Entonces llegamos al sexto cuento, “La composición de la sal” y la vista desde las alturas es sobrecogedora. Un cielo sin nubes, un viento helado que se te mete en los huesos. Aire fresco.
Luego viene el descenso (y no lo digo en sentido peyorativo”. Son ocho cuentos de notas más breves, de miradas fijas en los instantes. En “Moebia” una mujer periodista se interna en la cárcel para encontrar el horror pero también una nueva belleza. En “Gourmet” una pareja logra sobrevivir a un día más en el precario equilibrio de una cena. En “Dragones dormidos” una joven a quien le acaban de romper el corazón se va de viaje con un grupo que va a filmar un documental. El inicio es hermoso: “Aquí las circunstancias próximas a este relato: yo era una chica semi extranjera y triste comenzando un viaje (…) Mi único propósito era desaparecer y si me pagaban, tanto mejor”. En “Un verdadero milagro” una niña que acaba de perder a su madre, va en viaje en bus con su tía y su prima. La situación la alegra pues ella quisiera pertenecer a esa familia. Comenta el narrador: “¡Ay! Si papá supiera que lo que a ella le gustaba no era jugar con Alejandra, sino estar en su apartamento y hacer como si fuera parte de su familia”. Para luego agregar: “A ella le gustaba el volumen de sus risas y que no hubiera eco. Ahora en la casa de Catalina todo tenía eco, especialmente los zapatos de papá.” El viaje en bus (como casi todos los viajes en esta colección) no es un viaje fácil y uno llega al final del relato con un nudo de angustia.

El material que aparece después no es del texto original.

//! Generated artifacts. Each is an immutable snapshot: a new generation call
//! replaces the whole record, never a field of it.

use chrono::{DateTime, Utc};
use serde::ser::SerializeMap;
use serde::{Deserialize, Serialize, Serializer};

use crate::generation::tone::Tone;
use crate::models::profile::{EducationEntry, PersonalInfo, SkillCategory, WorkExperience};
use crate::templates::TemplateName;

/// A work-experience entry paired with its resume bullets.
#[derive(Debug, Clone, PartialEq, Serialize, Deserialize)]
pub struct EnhancedExperience {
    #[serde(flatten)]
    pub experience: WorkExperience,
    /// Model-written bullets, or `[description]` when enhancement degraded.
    pub enhanced_description: Vec<String>,
}

impl EnhancedExperience {
    /// Bullets to print. Falls back to the raw description when the list is empty.
    pub fn bullets(&self) -> Vec<&str> {
        let bullets: Vec<&str> = self
            .enhanced_description
            .iter()
            .map(|b| b.trim())
            .filter(|b| !b.is_empty())
            .collect();
        if bullets.is_empty() {
            vec![self.experience.description.trim()]
        } else {
            bullets
        }
    }
}

#[derive(Debug, Clone, PartialEq, Eq, Serialize, Deserialize)]
pub struct SkillGroup {
    pub category: SkillCategory,
    pub skills: Vec<String>,
}

/// Skills grouped by category in display order. Empty categories are never stored.
///
/// Serializes as a map from section heading to skill names, e.g.
/// `{"Technical Skills": ["Python"], "Languages": ["English"]}`.
#[derive(Debug, Clone, Default, PartialEq, Eq)]
pub struct OrganizedSkills(pub Vec<SkillGroup>);

impl OrganizedSkills {
    pub fn is_empty(&self) -> bool {
        self.0.is_empty()
    }

    pub fn groups(&self) -> &[SkillGroup] {
        &self.0
    }

    pub fn get(&self, category: SkillCategory) -> Option<&[String]> {
        self.0
            .iter()
            .find(|g| g.category == category)
            .map(|g| g.skills.as_slice())
    }
}

impl Serialize for OrganizedSkills {
    fn serialize<S: Serializer>(&self, serializer: S) -> Result<S::Ok, S::Error> {
        let mut map = serializer.serialize_map(Some(self.0.len()))?;
        for group in &self.0 {
            map.serialize_entry(group.category.heading(), &group.skills)?;
        }
        map.end()
    }
}

#[derive(Debug, Clone, PartialEq, Serialize)]
pub struct GeneratedResume {
    pub personal_info: PersonalInfo,
    pub professional_summary: String,
    pub work_experience: Vec<EnhancedExperience>,
    pub education: Vec<EducationEntry>,
    pub skills: OrganizedSkills,
    pub template: TemplateName,
    pub generated_at: DateTime<Utc>,
}

/// Job-specific input for cover letters.
#[derive(Debug, Clone, PartialEq, Serialize, Deserialize)]
pub struct JobInfo {
    pub company_name: String,
    pub job_title: String,
    #[serde(default, skip_serializing_if = "Option::is_none")]
    pub hiring_manager: Option<String>,
    #[serde(default, skip_serializing_if = "Option::is_none")]
    pub company_info: Option<String>,
    pub job_description: String,
    #[serde(default)]
    pub tone: Tone,
}

impl JobInfo {
    pub fn addressee(&self) -> &str {
        self.hiring_manager
            .as_deref()
            .map(str::trim)
            .filter(|s| !s.is_empty())
            .unwrap_or("Hiring Manager")
    }
}

#[derive(Debug, Clone, PartialEq, Serialize)]
pub struct GeneratedCoverLetter {
    pub content: String,
    pub job_info: JobInfo,
    pub generated_at: DateTime<Utc>,
}

/// Candidate-vs-job analysis returned by the match call.
#[derive(Debug, Clone, PartialEq, Serialize, Deserialize)]
pub struct JobMatchAnalysis {
    pub match_percentage: u8,
    #[serde(default)]
    pub matching_skills: Vec<String>,
    #[serde(default)]
    pub missing_skills: Vec<String>,
    #[serde(default)]
    pub strengths: Vec<String>,
    #[serde(default)]
    pub recommendations: Vec<String>,
}

impl JobMatchAnalysis {
    pub const NEUTRAL_SCORE: u8 = 50;

    /// The neutral result used when the analysis cannot be completed.
    pub fn neutral(note: impl Into<String>) -> Self {
        Self {
            match_percentage: Self::NEUTRAL_SCORE,
            matching_skills: vec![],
            missing_skills: vec![],
            strengths: vec![],
            recommendations: vec![note.into()],
        }
    }
}

#[cfg(test)]
mod tests {
    use super::*;
    use chrono::NaiveDate;
    use serde_json::json;

    use crate::models::profile::EndDate;

    fn experience(description: &str) -> WorkExperience {
        WorkExperience {
            job_title: "Engineer".to_string(),
            company: "Acme".to_string(),
            location: String::new(),
            start_date: NaiveDate::from_ymd_opt(2020, 1, 1).unwrap(),
            end_date: EndDate::Present,
            description: description.to_string(),
        }
    }

    #[test]
    fn test_bullets_fall_back_to_description_when_empty() {
        let enhanced = EnhancedExperience {
            experience: experience("Kept the lights on"),
            enhanced_description: vec![],
        };
        assert_eq!(enhanced.bullets(), vec!["Kept the lights on"]);
    }

    #[test]
    fn test_organized_skills_serialize_as_heading_map() {
        let skills = OrganizedSkills(vec![
            SkillGroup {
                category: SkillCategory::Technical,
                skills: vec!["Python".to_string()],
            },
            SkillGroup {
                category: SkillCategory::Language,
                skills: vec!["English".to_string()],
            },
        ]);
        assert_eq!(
            serde_json::to_value(&skills).unwrap(),
            json!({"Technical Skills": ["Python"], "Languages": ["English"]})
        );
    }

    #[test]
    fn test_job_info_tone_defaults_to_professional() {
        let info: JobInfo = serde_json::from_value(json!({
            "company_name": "Acme",
            "job_title": "Engineer",
            "job_description": "Build things"
        }))
        .unwrap();
        assert_eq!(info.tone, Tone::Professional);
        assert_eq!(info.addressee(), "Hiring Manager");
    }

    #[test]
    fn test_neutral_match_uses_fifty_percent() {
        let analysis = JobMatchAnalysis::neutral("Analysis could not be completed.");
        assert_eq!(analysis.match_percentage, 50);
        assert_eq!(analysis.recommendations.len(), 1);
    }
}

“Sueño vertical” es una exploración en el tema del espacio y las formas de habitar, todo desde la observación de una ventana. En “Borrasca” una abuela intenta acercarse a su nieta con el regalo de un libro (Cumbres Borrascosas) y las historias que lo rodean. “Sonata de verano porteño” vuelve a las relaciones de pareja en estado de tensión y penumbra: una mujer, que ha sobrevivido a un cáncer, viaja a Buenos Aires para hacer un curso de escritura y huir por un tiempo de su novia, Elene. Sus reflexiones son brutales: “Quizás sea mejor convencerme de la verdad: vine para ‘terminar’ de sanar, dice Elene. Pero, ¿quién puede sanar sin derrumbarse antes?”Por último “Un reloj. Una pelota. Un café” muestra el dolor de una familia y sus pequeños sueños encarnados en objetos silenciosos.
Creo que cada libro de cuentos (cada libro, en general) propone un especial paisaje y experiencia de lectura. Hay libros que inundan, libros que queman, libros como internarse en la selva, como un paseo en barco entre glaciares. La composición de la sal tiene la presencia de una montaña, cuyos paisajes van cambiando en el ascenso y el descenso y que, al llegar a la cima, nos deja conmovidos y deslumbrados.